▶ [Exercise requirements] Which lines of the entries contain the string "OperationKind"? Please find them and copy them.

Records for processing: Begin

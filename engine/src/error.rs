//! Error types for the Squad sync engine.

use crate::{EntityType, GroupId, OperationKind, RecordId};
use thiserror::Error;

/// All validation and state errors raised by the engine.
///
/// These never cross a retry boundary: a caller that receives one of them
/// should surface it immediately instead of queueing the work again.
#[derive(Debug, Error, Clone, PartialEq, Eq)]
pub enum Error {
    // Group lifecycle
    #[error("group has been deleted: {0}")]
    GroupDeleted(GroupId),

    #[error("emergency undelete of group {0} requires explicit confirmation")]
    UndeleteNotConfirmed(GroupId),

    #[error("group is not deleted: {0}")]
    GroupNotDeleted(GroupId),

    // Record validation
    #[error("invalid invite code: {0:?}")]
    InvalidInviteCode(String),

    #[error("invite code {code} is already used by group {group_id}")]
    DuplicateInviteCode { code: String, group_id: GroupId },

    #[error("invalid record {id}: {reason}")]
    InvalidRecord { id: RecordId, reason: String },

    #[error("entity type mismatch: expected {expected}, got {actual}")]
    EntityMismatch {
        expected: EntityType,
        actual: EntityType,
    },

    #[error("{0} operation requires a payload")]
    MissingPayload(OperationKind),

    // Persisted state
    #[error("invalid snapshot: {0}")]
    InvalidSnapshot(String),

    #[error("unsupported snapshot format version {actual} (max supported: {supported})")]
    SnapshotVersionMismatch { supported: u32, actual: u32 },
}

impl Error {
    /// Shorthand for [`Error::InvalidRecord`].
    pub fn invalid_record(id: impl Into<RecordId>, reason: impl Into<String>) -> Self {
        Self::InvalidRecord {
            id: id.into(),
            reason: reason.into(),
        }
    }
}

/// Result type for engine operations.
pub type Result<T> = std::result::Result<T, Error>;

#[cfg(test)]
mod tests {
    use super::*;

    #[test]
    fn error_display() {
        let err = Error::GroupDeleted("g-1".into());
        assert_eq!(err.to_string(), "group has been deleted: g-1");

        let err = Error::EntityMismatch {
            expected: EntityType::Group,
            actual: EntityType::Player,
        };
        assert_eq!(
            err.to_string(),
            "entity type mismatch: expected GROUP, got PLAYER"
        );

        let err = Error::MissingPayload(OperationKind::Update);
        assert_eq!(err.to_string(), "UPDATE operation requires a payload");

        let err = Error::SnapshotVersionMismatch {
            supported: 1,
            actual: 3,
        };
        assert_eq!(
            err.to_string(),
            "unsupported snapshot format version 3 (max supported: 1)"
        );
    }
}
//! The pending-operation queue.
//!
//! This is the in-memory half of the durable queue: ordering, supersession
//! and retry bookkeeping. Persisting it after every mutation is the caller's
//! job (see [`SyncOperationQueue::snapshot`]); the queue itself does no I/O.

use crate::{
    snapshot::QueueSnapshot, OperationId, OperationIdentity, SyncOperation, Timestamp,
};
use serde::{Deserialize, Serialize};

/// Retry ceiling and the fixed backoff table.
#[derive(Debug, Clone, PartialEq, Eq, Serialize, Deserialize)]
#[serde(rename_all = "camelCase")]
pub struct RetryPolicy {
    /// Attempts after which an operation is abandoned
    pub max_attempts: u32,
    /// Delay before the n-th retry, in milliseconds, longest last
    pub delays_ms: Vec<u64>,
}

impl Default for RetryPolicy {
    fn default() -> Self {
        Self {
            max_attempts: 5,
            delays_ms: vec![1_000, 2_000, 5_000, 10_000, 30_000],
        }
    }
}

impl RetryPolicy {
    /// Delay to wait after an operation has failed `attempts` times.
    ///
    /// Attempts beyond the table reuse its last (longest) entry.
    pub fn delay_after(&self, attempts: u32) -> u64 {
        let index = attempts.saturating_sub(1) as usize;
        self.delays_ms
            .get(index)
            .or_else(|| self.delays_ms.last())
            .copied()
            .unwrap_or(0)
    }
}

/// Result of [`SyncOperationQueue::enqueue`].
#[derive(Debug, Clone, PartialEq, Eq)]
pub struct EnqueueOutcome {
    /// Id of the newly queued operation
    pub id: OperationId,
    /// Older pending operations for the same logical mutation, now removed
    pub superseded: Vec<SyncOperation>,
}

/// What happened to an operation after a failed attempt.
#[derive(Debug, Clone, PartialEq, Eq)]
pub enum FailureOutcome {
    /// Still queued; may run again at `next_attempt_at`
    Retry {
        id: OperationId,
        attempts: u32,
        next_attempt_at: Timestamp,
    },
    /// Retry budget spent; removed from the queue
    Abandoned(SyncOperation),
}

/// Priority-ordered list of pending operations.
///
/// Invariant: at most one pending operation per [`OperationIdentity`], and
/// `operations` is always sorted in drain order.
#[derive(Debug, Clone, Default, PartialEq, Eq)]
pub struct SyncOperationQueue {
    operations: Vec<SyncOperation>,
    next_sequence: u64,
}

impl SyncOperationQueue {
    /// Create an empty queue.
    pub fn new() -> Self {
        Self::default()
    }

    /// Rebuild a queue from persisted operations.
    ///
    /// Duplicate identities are collapsed, keeping the most recently enqueued.
    pub fn from_operations(operations: Vec<SyncOperation>) -> Self {
        let mut queue = Self::new();
        let mut operations = operations;
        operations.sort_by(|a, b| {
            a.enqueued_at
                .cmp(&b.enqueued_at)
                .then(a.sequence.cmp(&b.sequence))
        });
        for op in operations {
            queue.next_sequence = queue.next_sequence.max(op.sequence + 1);
            let identity = op.identity();
            queue.operations.retain(|o| !identity.supersedes(&o.identity()));
            queue.operations.push(op);
        }
        queue.sort();
        queue
    }

    /// Add an operation, superseding any pending one it replaces.
    ///
    /// See [`OperationIdentity::supersedes`].
    pub fn enqueue(&mut self, mut op: SyncOperation) -> EnqueueOutcome {
        op.sequence = self.next_sequence;
        self.next_sequence += 1;

        let identity = op.identity();
        let superseded = self.take_superseded(&identity);

        let id = op.id.clone();
        self.operations.push(op);
        self.sort();

        EnqueueOutcome { id, superseded }
    }

    /// Up to `limit` due operations in drain order, without removing them.
    pub fn dequeue_batch(&self, limit: usize, now: Timestamp) -> Vec<SyncOperation> {
        self.operations
            .iter()
            .filter(|op| op.is_due(now))
            .take(limit)
            .cloned()
            .collect()
    }

    /// Remove operations by id, returning the ones that were present.
    pub fn remove(&mut self, ids: &[OperationId]) -> Vec<SyncOperation> {
        let (removed, kept): (Vec<_>, Vec<_>) = std::mem::take(&mut self.operations)
            .into_iter()
            .partition(|op| ids.contains(&op.id));
        self.operations = kept;
        removed
    }

    /// Record a failed attempt and schedule the next one.
    ///
    /// Returns `None` if the operation is no longer queued (for example
    /// because it was superseded while in flight).
    pub fn record_failure(
        &mut self,
        id: &str,
        error: &str,
        now: Timestamp,
        policy: &RetryPolicy,
    ) -> Option<FailureOutcome> {
        let index = self.operations.iter().position(|op| op.id == id)?;
        let op = &mut self.operations[index];
        op.attempts += 1;
        op.last_error = Some(error.to_string());

        if op.is_exhausted() {
            let op = self.operations.remove(index);
            return Some(FailureOutcome::Abandoned(op));
        }

        let next_attempt_at = now + policy.delay_after(op.attempts);
        op.next_attempt_at = Some(next_attempt_at);
        Some(FailureOutcome::Retry {
            id: op.id.clone(),
            attempts: op.attempts,
            next_attempt_at,
        })
    }

    /// Remove an operation immediately, counting the failed attempt.
    pub fn abandon(&mut self, id: &str, error: &str) -> Option<SyncOperation> {
        let index = self.operations.iter().position(|op| op.id == id)?;
        let mut op = self.operations.remove(index);
        op.attempts += 1;
        op.last_error = Some(error.to_string());
        Some(op)
    }

    /// Get a pending operation by id.
    pub fn get(&self, id: &str) -> Option<&SyncOperation> {
        self.operations.iter().find(|op| op.id == id)
    }

    /// The pending operation for a logical mutation, if any.
    pub fn find(&self, identity: &OperationIdentity) -> Option<&SyncOperation> {
        self.operations.iter().find(|op| &op.identity() == identity)
    }

    /// All pending operations in drain order.
    pub fn operations(&self) -> &[SyncOperation] {
        &self.operations
    }

    /// Earliest scheduled retry among operations that are not yet due.
    pub fn next_retry_at(&self, now: Timestamp) -> Option<Timestamp> {
        self.operations
            .iter()
            .filter_map(|op| op.next_attempt_at)
            .filter(|at| *at > now)
            .min()
    }

    /// Number of pending operations.
    pub fn len(&self) -> usize {
        self.operations.len()
    }

    /// Whether nothing is pending.
    pub fn is_empty(&self) -> bool {
        self.operations.is_empty()
    }

    /// Export the queue for persistence.
    pub fn snapshot(&self) -> QueueSnapshot {
        QueueSnapshot::new(self.operations.clone())
    }

    /// Restore a queue from a persisted snapshot.
    pub fn restore(snapshot: QueueSnapshot) -> Self {
        Self::from_operations(snapshot.operations)
    }

    fn take_superseded(&mut self, identity: &OperationIdentity) -> Vec<SyncOperation> {
        let (matching, kept): (Vec<_>, Vec<_>) = std::mem::take(&mut self.operations)
            .into_iter()
            .partition(|op| identity.supersedes(&op.identity()));
        self.operations = kept;
        matching
    }

    fn sort(&mut self) {
        self.operations.sort_by(|a, b| a.drain_order(b));
    }
}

Records for processing: End

▶ [Solution below]
use crate::{EntityType, GroupId, OperationKind, RecordId};
    MissingPayload(OperationKind),
        let err = Error::MissingPayload(OperationKind::Update);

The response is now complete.